Experts: Focus on criminal probe in Jackson case
LOS ANGELES — Michael Jackson’s former attorney says the death investigation has become a full-fledged criminal probe with authorities looking toward the kind of court case they could build against the pop star’s physician.
Federal and local police this week served two search warrants in Houston, one at the clinic of Dr. Conrad Murray and the other at his nearby storage unit.
The warrants gave authorities permission to seize transport receipts and other items. Among them: a weight loss drug, storage receipts, notices from the Internal Revenue Service and computer hard drives.
Attorney Mark Geragos (GEHR’-ah-gohs), who once represented Jackson, said Friday this indicates investigators are following a trail which involves purchases of drugs by Murray and possible shipment of drugs to Jackson’s home.
Authorities still say Murray is not a suspect.
THIS IS A BREAKING NEWS UPDATE. Check back soon for further information. AP’s earlier story is below.
LOS ANGELES (AP) — The personal physician who tried to revive a dying Michael Jackson has been named as the target of a manslaughter probe into the singer’s death.
A search warrant filed Thursday allowed authorities to seek “property or items constituting evidence of the offense of manslaughter that tend to show that Dr. Conrad Murray committed the said criminal offense.”
The warrant was filed a day after agents seized items from the physician’s Houston clinic and a rented storage unit.
Murray, 51, was with Jackson as he died and has been a key figure in the monthlong investigation since the beginning. The search of his clinic indicated authorities were focusing on him, but the warrant language made it clear he’s the target.
The court documents detailed items seized by federal drug agents and Los Angeles police. Among them were 27 tablets of the weight loss drug phentermine, a tablet of the muscle relaxant clonazepam, two computer hard drives, e-mails and a controlled substance registration.
Murray’s lawyer, Edward Chernoff, confirmed a search warrant had been executed and that none of the items seized had previously been requested by authorities, but did not comment further.
Murray was hired as Jackson’s personal physician just weeks before he died. He was in Jackson’s rented Los Angeles mansion when the pop star was found unconscious the morning of June 25 and tried unsuccessfully to revive him.
Murray, a cardiologist, is licensed to practice in California, Texas and Nevada. Records show he has had no disciplinary actions taken against him, though one item seized by investigators is a suspension notice from a Houston hospital. No details are provided.
The Los Angeles County coroner’s office was not expected to make an official determination of what killed Jackson until at least next week, and investigators this week were reviewing medical records taken from the offices of other doctors in the probe.
Assistant Chief Coroner Ed Winter said Thursday he had sought information from “seven or eight” doctors and Murray is the only one he has yet to talk to.
Winter said Chernoff had offered to speak with the coroner Friday but without Murray present.

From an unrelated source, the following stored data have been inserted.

//! 异步删除缓冲区
//!
//! `append` 只负责编码并追加到字节缓冲区；实际的 UPDATE 由定时任务
//! 或显式 `flush` 批量执行。两种 drain 互斥，定时任务遇到正在进行的
//! drain 时直接跳过本轮。

use std::sync::Arc;

use async_trait::async_trait;
use bytes::BytesMut;
use parking_lot::Mutex;
use tokio::time::{Duration, sleep};
use tracing::{debug, trace, warn};

use super::codec;
use crate::errors::Result;
use crate::storage::models::PendingDeletion;

/// 删除批次的落地端
#[async_trait]
pub trait DeletionSink: Send + Sync {
    /// 应用一批删除，返回实际被标记的行数
    async fn apply_deletions(&self, batch: Vec<PendingDeletion>) -> Result<u64>;
}

#[derive(Debug, Clone, Copy, PartialEq, Eq)]
pub enum BufferState {
    Idle,
    Accumulating,
    Draining,
}

pub struct DeleteBuffer {
    /// 已编码的帧
    pending: Mutex<BytesMut>,
    /// drain 锁，防止并发 drain
    drain_lock: tokio::sync::Mutex<()>,
    sink: Arc<dyn DeletionSink>,
}

impl DeleteBuffer {
    pub fn new(sink: Arc<dyn DeletionSink>) -> Self {
        Self {
            pending: Mutex::new(BytesMut::new()),
            drain_lock: tokio::sync::Mutex::new(()),
            sink,
        }
    }

    /// 追加一次删除请求（一个帧），不等待 drain
    pub fn append(&self, owner_id: &str, ids: &[String]) -> Result<()> {
        if ids.is_empty() {
            return Ok(());
        }

        let frame = codec::encode_frame(&PendingDeletion::batch(owner_id, ids))?;
        let mut pending = self.pending.lock();
        pending.extend_from_slice(&frame);
        trace!(
            "DeleteBuffer: queued {} ids for {}, {} bytes pending",
            ids.len(),
            owner_id,
            pending.len()
        );
        Ok(())
    }

    pub fn pending_bytes(&self) -> usize {
        self.pending.lock().len()
    }

    pub fn state(&self) -> BufferState {
        if self.drain_lock.try_lock().is_err() {
            BufferState::Draining
        } else if self.pending.lock().is_empty() {
            BufferState::Idle
        } else {
            BufferState::Accumulating
        }
    }

    /// 手动 drain（等待进行中的 drain 结束），错误返回给调用方
    pub async fn flush(&self) -> Result<u64> {
        debug!("DeleteBuffer: Manual flush triggered");
        let _guard = self.drain_lock.lock().await;
        self.drain().await
    }

    /// 启动后台 drain 任务（作为异步方法运行）
    pub async fn start_background_task(&self, interval: Duration) {
        loop {
            sleep(interval).await;

            if let Ok(_guard) = self.drain_lock.try_lock() {
                trace!("DeleteBuffer: Starting scheduled drain");
                if let Err(e) = self.drain().await {
                    warn!("DeleteBuffer: scheduled drain failed, batch dropped: {}", e);
                }
            } else {
                trace!("DeleteBuffer: drain already in progress, skipping scheduled drain");
            }
        }
    }

    /// 调用方必须持有 drain_lock
    async fn drain(&self) -> Result<u64> {
        let mut taken = self.pending.lock().split();
        if taken.is_empty() {
            trace!("DeleteBuffer: Nothing to drain");
            return Ok(0);
        }

        let decoded = codec::decode_all(&mut taken);

        if !taken.is_empty() {
            // 不完整的尾部放回缓冲区最前面
            let mut pending = self.pending.lock();
            let newer = pending.split();
            taken.extend_from_slice(&newer);
            *pending = taken;
        }

        for err in &decoded.skipped {
            warn!("DeleteBuffer: skipped corrupt frame: {}", err);
        }

        let count = decoded.deletions.len();
        let affected = if count == 0 {
            0
        } else {
            self.sink.apply_deletions(decoded.deletions).await?
        };
        debug!(
            "DeleteBuffer: drained {} queued pairs, {} rows marked deleted",
            count, affected
        );

        // 其余帧已经应用，仍把解码错误报告给调用方
        if let Some(err) = decoded.skipped.into_iter().next() {
            return Err(err.into());
        }
        Ok(affected)
    }
}
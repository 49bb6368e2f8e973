pub use sea_orm_migration::prelude::*;

pub mod entities;
mod m20260301_000001_initial_tables;

pub struct Migrator;

#[async_trait::async_trait]
impl MigratorTrait for Migrator {
    fn migrations() -> Vec<Box<dyn MigrationTrait>> {
        vec![Box::new(m20260301_000001_initial_tables::Migration)]
    }
}
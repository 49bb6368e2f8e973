//! Command-line argument parsing
//!
//! Only the configuration file path is taken from the command line;
//! everything else comes from the config file and environment.

/// Parse configuration file path from command-line arguments
///
/// Supports `-c path`, `--config path`, `-c=path` and `--config=path`.
/// The last occurrence wins.
///
/// # Examples
/// ```
/// use shortener::config::args::parse_config_path;
/// let args = vec!["program".to_string(), "-c".to_string(), "custom.toml".to_string()];
/// assert_eq!(parse_config_path(&args), Some("custom.toml".to_string()));
/// ```
pub fn parse_config_path(args: &[String]) -> Option<String> {
    let mut found = None;
    let mut iter = args.iter().skip(1); // Skip program name

    while let Some(arg) = iter.next() {
        if arg == "-c" || arg == "--config" {
            if let Some(value) = iter.next() {
                found = Some(value.clone());
            }
        } else if let Some(path) = arg
            .strip_prefix("-c=")
            .or_else(|| arg.strip_prefix("--config="))
        {
            found = Some(path.to_string());
        }
    }

    found
}

#[cfg(test)]
mod tests {
    use super::*;

    fn args(list: &[&str]) -> Vec<String> {
        list.iter().map(|s| s.to_string()).collect()
    }

    #[test]
    fn test_parse_config_path_short_flag() {
        assert_eq!(
            parse_config_path(&args(&["program", "-c", "custom.toml"])),
            Some("custom.toml".to_string())
        );
    }

    #[test]
    fn test_parse_config_path_long_equals() {
        assert_eq!(
            parse_config_path(&args(&["program", "--config=custom.toml"])),
            Some("custom.toml".to_string())
        );
    }

    #[test]
    fn test_parse_config_path_last_wins() {
        assert_eq!(
            parse_config_path(&args(&["program", "-c", "a.toml", "--config", "b.toml"])),
            Some("b.toml".to_string())
        );
    }

    #[test]
    fn test_parse_config_path_dangling_flag() {
        assert_eq!(parse_config_path(&args(&["program", "-c"])), None);
    }

    #[test]
    fn test_parse_config_path_none() {
        assert_eq!(parse_config_path(&args(&["program", "serve"])), None);
    }
}
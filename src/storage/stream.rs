//! Lazy per-owner listing streams
//!
//! Both backends produce listings from a background task that feeds a
//! bounded channel. The consumer sees a one-shot `Stream`; dropping it
//! closes the channel, which the producer observes on its next send and
//! stops scanning.

use std::future::Future;

use futures_util::stream::{self, BoxStream, StreamExt};
use tokio::sync::mpsc;

use super::models::UrlPair;
use crate::errors::Result;

/// 生产者与消费者之间的缓冲深度
pub const STREAM_CHANNEL_CAPACITY: usize = 64;

/// 按用户列出链接的结果流
pub type UrlStream = BoxStream<'static, Result<UrlPair>>;

pub(crate) type ListingSender = mpsc::Sender<Result<UrlPair>>;

pub(crate) fn listing_channel() -> (ListingSender, mpsc::Receiver<Result<UrlPair>>) {
    mpsc::channel(STREAM_CHANNEL_CAPACITY)
}

/// 将接收端包装为 Stream
pub(crate) fn receiver_stream(rx: mpsc::Receiver<Result<UrlPair>>) -> UrlStream {
    stream::unfold(rx, |mut rx| async move { rx.recv().await.map(|item| (item, rx)) }).boxed()
}

/// 首次轮询时才启动生产者任务，因此构造流不要求处于 Tokio 运行时中
pub(crate) fn spawn_listing<F, Fut>(produce: F) -> UrlStream
where
    F: FnOnce(ListingSender) -> Fut + Send + 'static,
    Fut: Future<Output = ()> + Send + 'static,
{
    stream::once(async move {
        let (tx, rx) = listing_channel();
        tokio::spawn(produce(tx));
        receiver_stream(rx)
    })
    .flatten()
    .boxed()
}
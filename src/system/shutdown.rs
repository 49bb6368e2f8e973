use std::time::Duration;

use tokio::signal;
use tracing::{error, warn};

use crate::storage::Storage;

/// 关闭时刷盘的最长等待时间
pub const SHUTDOWN_FLUSH_TIMEOUT: Duration = Duration::from_secs(30);

/// 等待 Ctrl+C，然后刷写存储
pub async fn listen_for_shutdown(storage: &Storage) {
    if let Err(e) = signal::ctrl_c().await {
        error!("Failed to listen for Ctrl+C: {}", e);
    }
    warn!("Shutdown signal received, flushing storage...");

    flush_on_shutdown(storage, SHUTDOWN_FLUSH_TIMEOUT).await;
}

/// 在超时内刷写存储，失败只记录日志
pub async fn flush_on_shutdown(storage: &Storage, limit: Duration) -> bool {
    match tokio::time::timeout(limit, storage.flush()).await {
        Ok(Ok(())) => {
            warn!(
                "{} storage flushed successfully",
                storage.backend_name().to_uppercase()
            );
            true
        }
        Ok(Err(e)) => {
            error!("Failed to flush storage on shutdown: {}", e);
            false
        }
        Err(_) => {
            error!(
                "Storage flush did not finish within {}s, shutting down anyway",
                limit.as_secs()
            );
            false
        }
    }
}
/// 短链接记录
#[derive(Debug, Clone, PartialEq, Eq)]
pub struct UrlRecord {
    pub id: String,
    pub original_url: String,
    pub owner_id: String,
    pub deleted: bool,
}

impl UrlRecord {
    pub fn new(
        id: impl Into<String>,
        original_url: impl Into<String>,
        owner_id: impl Into<String>,
    ) -> Self {
        Self {
            id: id.into(),
            original_url: original_url.into(),
            owner_id: owner_id.into(),
            deleted: false,
        }
    }
}

/// 按用户列出时的单条结果
#[derive(Debug, Clone, PartialEq, Eq, Hash)]
pub struct UrlPair {
    pub id: String,
    pub original_url: String,
}

/// 带完整短链接地址的列表项
#[derive(Debug, Clone, PartialEq, Eq)]
pub struct ShortUrlPair {
    pub short_url: String,
    pub original_url: String,
}

/// 待删除项，仅存在于删除缓冲区中
#[derive(Debug, Clone, PartialEq, Eq)]
pub struct PendingDeletion {
    pub record_id: String,
    pub owner_id: String,
}

impl PendingDeletion {
    /// 为同一用户的一批 id 构造待删除项
    pub fn batch(owner_id: &str, ids: &[String]) -> Vec<PendingDeletion> {
        ids.iter()
            .map(|id| PendingDeletion {
                record_id: id.clone(),
                owner_id: owner_id.to_string(),
            })
            .collect()
    }
}
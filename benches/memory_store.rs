//! 内存存储性能基准测试

use criterion::{BenchmarkId, Criterion, Throughput, criterion_group, criterion_main};
use futures_util::StreamExt;
use shortener::storage::{MemoryStore, StoreBackend};
use std::sync::Arc;
use std::sync::atomic::{AtomicUsize, Ordering};

async fn populated_store(owners: usize, per_owner: usize) -> MemoryStore {
    let store = MemoryStore::new();
    for owner in 0..owners {
        for i in 0..per_owner {
            let id = format!("o{}_{}", owner, i);
            store
                .store_url(&id, &format!("https://{}.example.com", id), &format!("owner{}", owner))
                .await
                .unwrap();
        }
    }
    store
}

/// 单线程写入吞吐量（每次迭代都是新 URL）
fn bench_store_url(c: &mut Criterion) {
    let rt = tokio::runtime::Runtime::new().unwrap();
    let store = &MemoryStore::new();
    let counter = &AtomicUsize::new(0);

    c.bench_function("store_url/unique", |b| {
        b.to_async(&rt).iter(|| async move {
            let n = counter.fetch_add(1, Ordering::Relaxed);
            store
                .store_url(&format!("id{}", n), &format!("https://{}.example.com", n), "owner")
                .await
                .unwrap();
        });
    });
}

/// 热点读取
fn bench_load_url(c: &mut Criterion) {
    let rt = tokio::runtime::Runtime::new().unwrap();
    let store = &rt.block_on(populated_store(10, 1000));

    c.bench_function("load_url/hit", |b| {
        b.to_async(&rt).iter(|| async move {
            store.load_url("o5_500").await.unwrap();
        });
    });
}

/// 按用户列出，map 大小不同
fn bench_listing(c: &mut Criterion) {
    let rt = tokio::runtime::Runtime::new().unwrap();
    let mut group = c.benchmark_group("load_urls_by_user");

    for owners in [10, 100] {
        let store = &rt.block_on(populated_store(owners, 100));
        group.throughput(Throughput::Elements(100));
        group.bench_with_input(BenchmarkId::new("owners", owners), &owners, |b, _| {
            b.to_async(&rt).iter(|| async move {
                let count = store.load_urls_by_user("owner3").count().await;
                assert_eq!(count, 100);
            });
        });
    }

    group.finish();
}

/// 并发写入同一个 map
fn bench_concurrent_store(c: &mut Criterion) {
    let rt = tokio::runtime::Runtime::new().unwrap();
    let mut group = c.benchmark_group("store_url/concurrent");

    for num_tasks in [2, 4, 8] {
        group.throughput(Throughput::Elements(1000));
        group.bench_with_input(
            BenchmarkId::new("tasks", num_tasks),
            &num_tasks,
            |b, &num_tasks| {
                b.to_async(&rt).iter(|| async {
                    let store = Arc::new(MemoryStore::new());
                    let mut handles = vec![];

                    for task in 0..num_tasks {
                        let store = Arc::clone(&store);
                        handles.push(tokio::spawn(async move {
                            for i in 0..1000 / num_tasks {
                                let id = format!("t{}_{}", task, i);
                                let _ = store
                                    .store_url(&id, &format!("https://{}.example.com", id), "owner")
                                    .await;
                            }
                        }));
                    }

                    for handle in handles {
                        handle.await.unwrap();
                    }
                });
            },
        );
    }

    group.finish();
}

criterion_group!(
    benches,
    bench_store_url,
    bench_load_url,
    bench_listing,
    bench_concurrent_store
);
criterion_main!(benches);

“We don’t want to talk to the attorney, we want to talk to” Murray, Winter said.
Chernoff issued a brief statement in response, saying Winter had not made any requests to interview his client.
The powerful anesthetic propofol has emerged an important part of the investigation. Doses of it were found in Jackson’s mansion, according to a person with knowledge of the investigation who is not authorized to speak publicly. The drug was not among the items seized under the search warrant.
Associated Press reporter Justin Pritchard contributed to this story.